use serde::{Deserialize, Serialize};
use std::fmt;

/// Why a sync cycle ended without a usable time.
#[derive(Serialize, Deserialize, Clone, Copy, Debug, PartialEq, Eq)]
#[serde(rename_all = "kebab-case")]
pub enum FailureReason {
    /// The resolver rejected the request outright.
    DnsUnreachable,
    /// Resolution completed without an address.
    AddressInvalid,
    /// Resolution did not complete within the DNS budget.
    DnsTimeout,
    /// The transport could not be opened towards the server.
    NoTransportResponse,
    /// The request datagram could not be sent.
    SendError,
    /// Undersized response or zero transmit timestamp.
    MalformedResponse,
    /// No response before the configured timeout.
    ResponseTimeout,
}

/// Outcome of the most recent sync cycle.
///
/// `NotSynced` only exists before the first cycle completes; the observer only
/// ever receives `Synced` or `Unsynced`.
#[derive(Serialize, Deserialize, Clone, Copy, Debug, PartialEq, Eq, Default)]
#[serde(tag = "state", content = "reason", rename_all = "kebab-case")]
pub enum SyncStatus {
    #[default]
    NotSynced,
    Synced,
    Unsynced(FailureReason),
}

impl SyncStatus {
    pub fn is_synced(&self) -> bool {
        matches!(self, SyncStatus::Synced)
    }

    /// Compact numeric code: 0 synced, -1 not yet synced, below -1 failures.
    pub fn code(&self) -> i8 {
        match self {
            SyncStatus::Synced => 0,
            SyncStatus::NotSynced => -1,
            SyncStatus::Unsynced(reason) => match reason {
                FailureReason::DnsUnreachable => -2,
                FailureReason::AddressInvalid => -3,
                FailureReason::DnsTimeout => -4,
                FailureReason::NoTransportResponse => -5,
                FailureReason::SendError => -6,
                FailureReason::MalformedResponse => -7,
                FailureReason::ResponseTimeout => -8,
            },
        }
    }
}

impl fmt::Display for FailureReason {
    fn fmt(&self, f: &mut fmt::Formatter<'_>) -> fmt::Result {
        let text = match self {
            FailureReason::DnsUnreachable => "DNS unreachable",
            FailureReason::AddressInvalid => "Server address invalid",
            FailureReason::DnsTimeout => "DNS timeout",
            FailureReason::NoTransportResponse => "No response from transport",
            FailureReason::SendError => "Error sending request",
            FailureReason::MalformedResponse => "Wrong response received",
            FailureReason::ResponseTimeout => "NTP response timeout",
        };
        f.write_str(text)
    }
}

impl fmt::Display for SyncStatus {
    fn fmt(&self, f: &mut fmt::Formatter<'_>) -> fmt::Result {
        match self {
            SyncStatus::NotSynced => f.write_str("Time not synchronized"),
            SyncStatus::Synced => f.write_str("Time synchronized correctly"),
            SyncStatus::Unsynced(reason) => write!(f, "Time not synchronized: {}", reason),
        }
    }
}

/// Where the state machine is inside a cycle.
#[derive(Serialize, Deserialize, Clone, Copy, Debug, PartialEq, Eq, Default)]
#[serde(rename_all = "kebab-case")]
pub enum Phase {
    #[default]
    Idle,
    ResolvingAddress,
    AwaitingResponse,
}

/// Snapshot for reporting, e.g. the binary's JSON output.
#[derive(Serialize, Deserialize, Clone, Debug, PartialEq)]
pub struct StatusReport {
    pub status: SyncStatus,
    pub phase: Phase,
    /// Local epoch seconds of the last successful sync, 0 = never
    pub last_sync: i64,
    pub first_sync: i64,
    /// Seconds until the next automatic cycle, 0 = stopped
    pub next_interval_secs: u32,
    pub server: String,
}
use crate::dst::DstZone;
use anyhow::{bail, Context, Result};
use serde::{Deserialize, Serialize};
use std::path::Path;

pub const DEFAULT_NTP_SERVER: &str = "pool.ntp.org";
pub const SERVER_NAME_LENGTH: usize = 40;

pub const DEFAULT_LONG_INTERVAL_SECS: u32 = 1800; // 30 minutes once synced
pub const DEFAULT_SHORT_INTERVAL_SECS: u32 = 15; // until first sync / after a failure
pub const MIN_INTERVAL_SECS: u32 = 10;

pub const DEFAULT_NTP_TIMEOUT_MS: u16 = 1500;
pub const MIN_NTP_TIMEOUT_MS: u16 = 100;
pub const DNS_TIMEOUT_MS: u64 = 5000;

pub const MIN_TZ_HOURS: i8 = -12;
pub const MAX_TZ_HOURS: i8 = 14;
pub const MAX_TZ_MINUTES: i8 = 59;

#[derive(Debug, Clone, PartialEq, Serialize, Deserialize)]
#[serde(default)]
pub struct ClientConfig {
    pub server: String,
    pub tz_hours: i8,
    pub tz_minutes: i8,
    pub dst_zone: DstZone,
    pub short_interval_secs: u32,
    pub long_interval_secs: u32,
    pub timeout_ms: u16,
}

impl Default for ClientConfig {
    fn default() -> Self {
        ClientConfig {
            server: DEFAULT_NTP_SERVER.to_string(),
            tz_hours: 0,
            tz_minutes: 0,
            dst_zone: DstZone::None,
            short_interval_secs: DEFAULT_SHORT_INTERVAL_SECS,
            long_interval_secs: DEFAULT_LONG_INTERVAL_SECS,
            timeout_ms: DEFAULT_NTP_TIMEOUT_MS,
        }
    }
}

impl ClientConfig {
    /// Loads a JSON config file. Missing fields take their defaults, intervals
    /// below the floor are raised to it, anything else out of range is an error.
    pub fn from_file(path: &Path) -> Result<Self> {
        let text = std::fs::read_to_string(path)
            .with_context(|| format!("Failed to read config {}", path.display()))?;
        let mut config: ClientConfig = serde_json::from_str(&text)
            .with_context(|| format!("Failed to parse config {}", path.display()))?;
        config.floor_intervals();
        config.validate()?;
        Ok(config)
    }

    /// Raises both intervals to the floor.
    pub fn floor_intervals(&mut self) {
        self.short_interval_secs = floor_interval(self.short_interval_secs);
        self.long_interval_secs = floor_interval(self.long_interval_secs);
    }

    pub fn validate(&self) -> Result<()> {
        validate_server_name(&self.server)?;
        validate_time_zone(self.tz_hours, self.tz_minutes)?;
        validate_timeout(self.timeout_ms)?;
        Ok(())
    }

    /// Offset added to UTC to get local standard time.
    pub fn utc_offset_secs(&self) -> i64 {
        self.tz_hours as i64 * 3600 + self.tz_minutes as i64 * 60
    }
}

pub fn validate_server_name(name: &str) -> Result<()> {
    if name.is_empty() || name.len() > SERVER_NAME_LENGTH {
        bail!("NTP server name must be 1..={} bytes, got {}", SERVER_NAME_LENGTH, name.len());
    }
    Ok(())
}

pub fn validate_time_zone(hours: i8, minutes: i8) -> Result<()> {
    if !(MIN_TZ_HOURS..=MAX_TZ_HOURS).contains(&hours) {
        bail!("Time zone hours {} outside {}..={}", hours, MIN_TZ_HOURS, MAX_TZ_HOURS);
    }
    if !(-MAX_TZ_MINUTES..=MAX_TZ_MINUTES).contains(&minutes) {
        bail!("Time zone minutes {} outside -{}..={}", minutes, MAX_TZ_MINUTES, MAX_TZ_MINUTES);
    }
    Ok(())
}

pub fn validate_timeout(ms: u16) -> Result<()> {
    if ms < MIN_NTP_TIMEOUT_MS {
        bail!("NTP timeout {}ms below minimum {}ms", ms, MIN_NTP_TIMEOUT_MS);
    }
    Ok(())
}

/// Intervals are never rejected, just raised to the floor.
pub fn floor_interval(secs: u32) -> u32 {
    secs.max(MIN_INTERVAL_SECS)
}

------------------------------------------------------------------------

__Work instruction__. Search the records for the string "Deserialize" and report each line that has it.

__Answer__.
use serde::{Deserialize, Serialize};
#[derive(Serialize, Deserialize, Clone, Copy, Debug, PartialEq, Eq)]
#[derive(Serialize, Deserialize, Clone, Copy, Debug, PartialEq, Eq, Default)]
#[derive(Serialize, Deserialize, Clone, Copy, Debug, PartialEq, Eq, Default)]
#[derive(Serialize, Deserialize, Clone, Debug, PartialEq)]
use serde::{Deserialize, Serialize};
#[derive(Debug, Clone, PartialEq, Serialize, Deserialize)]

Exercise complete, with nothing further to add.